**Work instruction**: Restate the whole listing word for word, missing no line.

**Data records**:
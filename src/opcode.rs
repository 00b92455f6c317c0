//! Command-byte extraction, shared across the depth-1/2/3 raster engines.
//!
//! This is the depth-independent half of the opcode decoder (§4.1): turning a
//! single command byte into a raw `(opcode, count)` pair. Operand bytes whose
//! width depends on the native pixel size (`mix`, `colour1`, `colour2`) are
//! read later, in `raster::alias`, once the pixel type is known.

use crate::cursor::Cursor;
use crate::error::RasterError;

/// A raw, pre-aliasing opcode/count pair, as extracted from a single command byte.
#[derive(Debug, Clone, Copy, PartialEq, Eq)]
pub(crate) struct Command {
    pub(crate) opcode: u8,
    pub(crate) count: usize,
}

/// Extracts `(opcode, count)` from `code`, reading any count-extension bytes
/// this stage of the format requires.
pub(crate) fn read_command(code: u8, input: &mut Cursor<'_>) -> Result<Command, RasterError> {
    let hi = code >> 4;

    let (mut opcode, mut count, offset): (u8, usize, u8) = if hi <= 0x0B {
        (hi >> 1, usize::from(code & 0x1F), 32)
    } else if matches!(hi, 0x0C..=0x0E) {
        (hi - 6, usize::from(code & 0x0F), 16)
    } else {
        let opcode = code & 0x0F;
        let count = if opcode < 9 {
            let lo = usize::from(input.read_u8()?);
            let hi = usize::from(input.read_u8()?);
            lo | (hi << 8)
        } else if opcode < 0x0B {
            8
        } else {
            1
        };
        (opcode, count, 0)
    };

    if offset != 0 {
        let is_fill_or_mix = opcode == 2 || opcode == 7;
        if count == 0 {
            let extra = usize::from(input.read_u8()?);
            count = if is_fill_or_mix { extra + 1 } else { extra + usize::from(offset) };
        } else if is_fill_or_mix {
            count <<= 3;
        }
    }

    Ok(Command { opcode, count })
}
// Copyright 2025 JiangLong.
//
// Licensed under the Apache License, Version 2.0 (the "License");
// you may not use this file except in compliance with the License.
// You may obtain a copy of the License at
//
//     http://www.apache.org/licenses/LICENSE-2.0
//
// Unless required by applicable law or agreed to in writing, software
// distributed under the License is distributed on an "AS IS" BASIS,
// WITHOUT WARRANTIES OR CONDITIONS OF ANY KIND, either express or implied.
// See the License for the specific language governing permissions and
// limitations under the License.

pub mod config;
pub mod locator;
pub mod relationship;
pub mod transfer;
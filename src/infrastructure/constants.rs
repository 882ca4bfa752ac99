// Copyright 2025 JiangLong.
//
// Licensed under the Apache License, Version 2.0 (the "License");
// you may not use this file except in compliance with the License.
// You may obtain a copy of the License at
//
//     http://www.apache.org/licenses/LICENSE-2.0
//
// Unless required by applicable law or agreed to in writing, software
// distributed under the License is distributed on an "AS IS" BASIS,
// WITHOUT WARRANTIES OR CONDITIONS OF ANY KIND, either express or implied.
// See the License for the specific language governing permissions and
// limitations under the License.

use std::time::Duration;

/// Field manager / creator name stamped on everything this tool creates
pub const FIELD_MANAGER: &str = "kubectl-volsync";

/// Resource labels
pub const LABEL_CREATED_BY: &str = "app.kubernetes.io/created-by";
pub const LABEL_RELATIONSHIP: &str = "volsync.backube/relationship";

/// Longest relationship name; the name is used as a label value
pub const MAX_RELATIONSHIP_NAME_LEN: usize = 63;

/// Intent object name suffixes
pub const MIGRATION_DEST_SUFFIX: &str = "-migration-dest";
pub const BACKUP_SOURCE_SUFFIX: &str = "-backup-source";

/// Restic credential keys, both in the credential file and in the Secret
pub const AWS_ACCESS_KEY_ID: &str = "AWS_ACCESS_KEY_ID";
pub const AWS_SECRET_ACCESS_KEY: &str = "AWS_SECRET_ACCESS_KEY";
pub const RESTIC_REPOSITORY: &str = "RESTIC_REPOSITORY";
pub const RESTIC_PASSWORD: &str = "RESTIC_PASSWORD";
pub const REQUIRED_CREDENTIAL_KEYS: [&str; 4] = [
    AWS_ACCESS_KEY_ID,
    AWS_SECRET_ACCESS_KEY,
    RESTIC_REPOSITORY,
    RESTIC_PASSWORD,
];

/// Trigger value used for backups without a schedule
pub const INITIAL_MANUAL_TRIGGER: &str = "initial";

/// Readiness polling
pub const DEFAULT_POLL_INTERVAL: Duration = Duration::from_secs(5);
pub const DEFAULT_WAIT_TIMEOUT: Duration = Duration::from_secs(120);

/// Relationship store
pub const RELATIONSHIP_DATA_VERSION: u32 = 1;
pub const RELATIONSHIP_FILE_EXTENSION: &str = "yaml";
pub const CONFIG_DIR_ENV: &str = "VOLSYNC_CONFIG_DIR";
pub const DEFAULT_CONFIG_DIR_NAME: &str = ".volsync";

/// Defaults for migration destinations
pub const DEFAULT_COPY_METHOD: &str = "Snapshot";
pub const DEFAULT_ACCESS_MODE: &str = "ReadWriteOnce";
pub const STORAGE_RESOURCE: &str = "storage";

**Reply**:
filename src/opcode.rs
repository 00b92455f6c317c0
//! Command-byte extraction, shared across the depth-1/2/3 raster engines.
//!
//! This is the depth-independent half of the opcode decoder (§4.1): turning a
//! single command byte into a raw `(opcode, count)` pair. Operand bytes whose
//! width depends on the native pixel size (`mix`, `colour1`, `colour2`) are
//! read later, in `raster::alias`, once the pixel type is known.

use crate::cursor::Cursor;
use crate::error::RasterError;

/// A raw, pre-aliasing opcode/count pair, as extracted from a single command byte.
#[derive(Debug, Clone, Copy, PartialEq, Eq)]
pub(crate) struct Command {
    pub(crate) opcode: u8,
    pub(crate) count: usize,
}

/// Extracts `(opcode, count)` from `code`, reading any count-extension bytes
/// this stage of the format requires.
pub(crate) fn read_command(code: u8, input: &mut Cursor<'_>) -> Result<Command, RasterError> {
    let hi = code >> 4;

    let (mut opcode, mut count, offset): (u8, usize, u8) = if hi <= 0x0B {
        (hi >> 1, usize::from(code & 0x1F), 32)
    } else if matches!(hi, 0x0C..=0x0E) {
        (hi - 6, usize::from(code & 0x0F), 16)
    } else {
        let opcode = code & 0x0F;
        let count = if opcode < 9 {
            let lo = usize::from(input.read_u8()?);
            let hi = usize::from(input.read_u8()?);
            lo | (hi << 8)
        } else if opcode < 0x0B {
            8
        } else {
            1
        };
        (opcode, count, 0)
    };

    if offset != 0 {
        let is_fill_or_mix = opcode == 2 || opcode == 7;
        if count == 0 {
            let extra = usize::from(input.read_u8()?);
            count = if is_fill_or_mix { extra + 1 } else { extra + usize::from(offset) };
        } else if is_fill_or_mix {
            count <<= 3;
        }
    }

    Ok(Command { opcode, count })
}
// Copyright 2025 JiangLong.
//
// Licensed under the Apache License, Version 2.0 (the "License");
// you may not use this file except in compliance with the License.
// You may obtain a copy of the License at
//
//     http://www.apache.org/licenses/LICENSE-2.0
//
// Unless required by applicable law or agreed to in writing, software
// distributed under the License is distributed on an "AS IS" BASIS,
// WITHOUT WARRANTIES OR CONDITIONS OF ANY KIND, either express or implied.
// See the License for the specific language governing permissions and
// limitations under the License.

pub mod config;
pub mod locator;
pub mod relationship;
pub mod transfer;
filename src/infrastructure/constants.rs
repository 882ca4bfa752ac99
// Copyright 2025 JiangLong.
//
// Licensed under the Apache License, Version 2.0 (the "License");
// you may not use this file except in compliance with the License.
// You may obtain a copy of the License at
//
//     http://www.apache.org/licenses/LICENSE-2.0
//
// Unless required by applicable law or agreed to in writing, software
// distributed under the License is distributed on an "AS IS" BASIS,
// WITHOUT WARRANTIES OR CONDITIONS OF ANY KIND, either express or implied.
// See the License for the specific language governing permissions and
// limitations under the License.

use std::time::Duration;

/// Field manager / creator name stamped on everything this tool creates
pub const FIELD_MANAGER: &str = "kubectl-volsync";

/// Resource labels
pub const LABEL_CREATED_BY: &str = "app.kubernetes.io/created-by";
pub const LABEL_RELATIONSHIP: &str = "volsync.backube/relationship";

/// Longest relationship name; the name is used as a label value
pub const MAX_RELATIONSHIP_NAME_LEN: usize = 63;

/// Intent object name suffixes
pub const MIGRATION_DEST_SUFFIX: &str = "-migration-dest";
pub const BACKUP_SOURCE_SUFFIX: &str = "-backup-source";

/// Restic credential keys, both in the credential file and in the Secret
pub const AWS_ACCESS_KEY_ID: &str = "AWS_ACCESS_KEY_ID";
pub const AWS_SECRET_ACCESS_KEY: &str = "AWS_SECRET_ACCESS_KEY";
pub const RESTIC_REPOSITORY: &str = "RESTIC_REPOSITORY";
pub const RESTIC_PASSWORD: &str = "RESTIC_PASSWORD";
pub const REQUIRED_CREDENTIAL_KEYS: [&str; 4] = [
    AWS_ACCESS_KEY_ID,
    AWS_SECRET_ACCESS_KEY,
    RESTIC_REPOSITORY,
    RESTIC_PASSWORD,
];

/// Trigger value used for backups without a schedule
pub const INITIAL_MANUAL_TRIGGER: &str = "initial";

/// Readiness polling
pub const DEFAULT_POLL_INTERVAL: Duration = Duration::from_secs(5);
pub const DEFAULT_WAIT_TIMEOUT: Duration = Duration::from_secs(120);

/// Relationship store
pub const RELATIONSHIP_DATA_VERSION: u32 = 1;
pub const RELATIONSHIP_FILE_EXTENSION: &str = "yaml";
pub const CONFIG_DIR_ENV: &str = "VOLSYNC_CONFIG_DIR";
pub const DEFAULT_CONFIG_DIR_NAME: &str = ".volsync";

/// Defaults for migration destinations
pub const DEFAULT_COPY_METHOD: &str = "Snapshot";
pub const DEFAULT_ACCESS_MODE: &str = "ReadWriteOnce";
pub const STORAGE_RESOURCE: &str = "storage";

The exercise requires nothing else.